*Problem:*
Using the entries that follow, establish how many lines contain the word "return" and give only that figure.

*Dataset records:*
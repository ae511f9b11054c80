use serde::{Deserialize, Serialize};

/// 照明角色。`Hidden` 在编排与状态聚合中一律排除。
#[derive(Debug, Clone, Copy, PartialEq, Eq, Hash, Serialize, Deserialize)]
#[serde(rename_all = "lowercase")]
pub enum LightingRole {
    Main,
    Ambient,
    Accent,
    Night,
    Other,
    Hidden,
}

/// 温控角色。`Sensor` 只读（提供温度，不接收命令）。
#[derive(Debug, Clone, Copy, PartialEq, Eq, Hash, Serialize, Deserialize)]
#[serde(rename_all = "snake_case")]
pub enum ClimateRole {
    Auto,
    HeatingOnly,
    CoolingOnly,
    Sensor,
    Hidden,
}

/// 窗帘角色。
#[derive(Debug, Clone, Copy, PartialEq, Eq, Hash, Serialize, Deserialize)]
#[serde(rename_all = "lowercase")]
pub enum CoversRole {
    Primary,
    Secondary,
    Blackout,
    Hidden,
}

/// 媒体角色。
#[derive(Debug, Clone, Copy, PartialEq, Eq, Hash, Serialize, Deserialize)]
#[serde(rename_all = "lowercase")]
pub enum MediaRole {
    Primary,
    Secondary,
    Hidden,
}
use hub_catalog::CatalogError;
use hub_state::StateError;

/// 编排错误。
///
/// 校验错误在意图创建之前被拒绝，绝不产生 PENDING 记录。
#[derive(Debug, thiserror::Error)]
pub enum OrchestrationError {
    #[error("validation error: {0}")]
    Validation(String),
    #[error(transparent)]
    Catalog(#[from] CatalogError),
    #[error(transparent)]
    State(#[from] StateError),
}
use hub_telemetry::new_request_ids;

#[test]
fn request_ids_non_empty() {
    let ids = new_request_ids();
    assert!(!ids.request_id.is_empty());
    assert!(!ids.trace_id.is_empty());
}

#[test]
fn metrics_counters_accumulate() {
    let before = hub_telemetry::metrics().snapshot();
    hub_telemetry::record_intent_created();
    hub_telemetry::record_devices_commanded(3);
    let after = hub_telemetry::metrics().snapshot();
    assert_eq!(after.intents_created, before.intents_created + 1);
    assert_eq!(after.devices_commanded, before.devices_commanded + 3);
}
//! 照明状态聚合与模式检测。

use crate::consensus::uniform_value;
use crate::resolve::{LightDevice, resolve_lights};
use crate::{ModeConfidence, StateError};
use domain::rules::{LightRule, lighting_rule};
use domain::{LightingMode, PropertyCategory};
use hub_catalog::SpaceCatalog;
use hub_config::ConsensusTolerances;
use hub_timeseries::HistoryStore;
use serde::Serialize;
use std::sync::Arc;
use tracing::warn;

/// 角色规则匹配时放宽的亮度容差。
const BRIGHTNESS_APPROX_TOLERANCE: f64 = 15.0;
/// 模式成立所需的角色匹配比例。
const MODE_MATCH_RATIO: f64 = 0.7;

/// 空间照明聚合状态。
#[derive(Debug, Clone, Serialize)]
#[serde(rename_all = "camelCase")]
pub struct LightingState {
    pub space_id: String,
    pub total_count: usize,
    pub on_count: usize,
    pub any_on: bool,
    pub all_on: bool,
    /// 部分亮部分灭时置位。
    pub is_on_mixed: bool,
    /// 点亮设备的平均亮度；无点亮设备为 None。
    pub brightness: Option<f64>,
    pub brightness_mixed: bool,
    pub color_temperature: Option<f64>,
    pub color_temperature_mixed: bool,
    pub detected_mode: Option<LightingMode>,
    pub mode_confidence: Option<ModeConfidence>,
}

/// 照明状态服务。
pub struct LightingStateService {
    catalog: Arc<dyn SpaceCatalog>,
    history: Arc<dyn HistoryStore>,
    tolerances: ConsensusTolerances,
}

impl LightingStateService {
    pub fn new(
        catalog: Arc<dyn SpaceCatalog>,
        history: Arc<dyn HistoryStore>,
        tolerances: ConsensusTolerances,
    ) -> Self {
        Self {
            catalog,
            history,
            tolerances,
        }
    }

    /// 聚合空间照明状态；空间不存在返回 None。
    pub async fn get_state(&self, space_id: &str) -> Result<Option<LightingState>, StateError> {
        if self.catalog.find_space(space_id).await?.is_none() {
            return Ok(None);
        }
        let lights = resolve_lights(self.catalog.as_ref(), space_id).await?;
        // 离线（fail-open 语义）设备不参与聚合。
        let reporting: Vec<&LightDevice> = lights.iter().filter(|l| !l.is_offline()).collect();

        let total_count = reporting.len();
        let on_lights: Vec<&&LightDevice> = reporting.iter().filter(|l| is_on(l)).collect();
        let on_count = on_lights.len();

        let brightness_values: Vec<f64> = on_lights
            .iter()
            .filter_map(|l| number_of(l, PropertyCategory::Brightness))
            .collect();
        let brightness = uniform_value(&brightness_values, self.tolerances.brightness);

        let color_temp_values: Vec<f64> = on_lights
            .iter()
            .filter_map(|l| number_of(l, PropertyCategory::ColorTemperature))
            .collect();
        let color_temperature =
            uniform_value(&color_temp_values, self.tolerances.color_temperature);

        let (detected_mode, mode_confidence) = self.detect_mode(space_id, &reporting).await;

        Ok(Some(LightingState {
            space_id: space_id.to_string(),
            total_count,
            on_count,
            any_on: on_count > 0,
            all_on: total_count > 0 && on_count == total_count,
            is_on_mixed: on_count > 0 && on_count < total_count,
            brightness: brightness.and_then(|v| v.value),
            brightness_mixed: brightness.is_some_and(|v| v.is_mixed),
            color_temperature: color_temperature.and_then(|v| v.value),
            color_temperature_mixed: color_temperature.is_some_and(|v| v.is_mixed),
            detected_mode,
            mode_confidence,
        }))
    }

    /// 基于角色规则反推当前模式。
    ///
    /// 无角色设备时不做检测。多个模式同时成立时，
    /// 用最近一次成功应用的模式打破平局。
    async fn detect_mode(
        &self,
        space_id: &str,
        lights: &[&LightDevice],
    ) -> (Option<LightingMode>, Option<ModeConfidence>) {
        let roled: Vec<&&LightDevice> = lights.iter().filter(|l| l.role.is_some()).collect();
        if roled.is_empty() {
            return (None, None);
        }

        let mut candidates: Vec<(LightingMode, f64, bool)> = Vec::new();
        for mode in [LightingMode::Work, LightingMode::Relax, LightingMode::Night] {
            let mut matched = 0usize;
            let mut all_exact = true;
            for light in &roled {
                let Some(role) = light.role else { continue };
                // 规则缺失的角色按安全默认（关）对待。
                let rule = lighting_rule(mode, role).unwrap_or_else(LightRule::off);
                match matches_rule(light, rule, self.tolerances.brightness) {
                    RuleMatch::Exact => matched += 1,
                    RuleMatch::Approximate => {
                        matched += 1;
                        all_exact = false;
                    }
                    RuleMatch::None => {}
                }
            }
            let ratio = matched as f64 / roled.len() as f64;
            if ratio >= MODE_MATCH_RATIO {
                candidates.push((mode, ratio, all_exact));
            }
        }

        match candidates.len() {
            0 => (None, None),
            1 => confidence_of(candidates[0]),
            _ => {
                if let Some(last) = self.last_applied(space_id).await {
                    if let Some(found) = candidates
                        .iter()
                        .find(|(mode, _, _)| mode_name(*mode) == last)
                    {
                        return confidence_of(*found);
                    }
                }
                let best = candidates
                    .iter()
                    .copied()
                    .max_by(|a, b| a.1.total_cmp(&b.1));
                best.map(confidence_of).unwrap_or((None, None))
            }
        }
    }

    async fn last_applied(&self, space_id: &str) -> Option<String> {
        match self
            .history
            .last_applied_mode(space_id, "lighting.setMode")
            .await
        {
            Ok(last) => last.map(|l| l.mode),
            Err(error) => {
                warn!(target: "hub.state", %space_id, %error, "last_mode_lookup_failed");
                None
            }
        }
    }
}

enum RuleMatch {
    Exact,
    Approximate,
    None,
}

fn matches_rule(light: &LightDevice, rule: LightRule, exact_tolerance: f64) -> RuleMatch {
    let on = is_on(light);
    if on != rule.on {
        return RuleMatch::None;
    }
    if !on {
        return RuleMatch::Exact;
    }
    let Some(expected) = rule.brightness else {
        return RuleMatch::Exact;
    };
    // 无亮度属性的开关灯只按开关状态匹配。
    let Some(actual) = number_of(light, PropertyCategory::Brightness) else {
        return RuleMatch::Exact;
    };
    let diff = (actual - expected).abs();
    if diff <= exact_tolerance {
        RuleMatch::Exact
    } else if diff <= BRIGHTNESS_APPROX_TOLERANCE {
        RuleMatch::Approximate
    } else {
        RuleMatch::None
    }
}

fn confidence_of(
    candidate: (LightingMode, f64, bool),
) -> (Option<LightingMode>, Option<ModeConfidence>) {
    let (mode, _, all_exact) = candidate;
    let confidence = if all_exact {
        ModeConfidence::Exact
    } else {
        ModeConfidence::Approximate
    };
    (Some(mode), Some(confidence))
}

fn mode_name(mode: LightingMode) -> &'static str {
    match mode {
        LightingMode::Work => "work",
        LightingMode::Relax => "relax",
        LightingMode::Night => "night",
    }
}

fn is_on(light: &LightDevice) -> bool {
    light
        .channel
        .property(PropertyCategory::On)
        .and_then(|p| p.bool_value())
        .unwrap_or(false)
}

fn number_of(light: &LightDevice, category: PropertyCategory) -> Option<f64> {
    light.channel.property(category).and_then(|p| p.number_value())
}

*Reply:*
7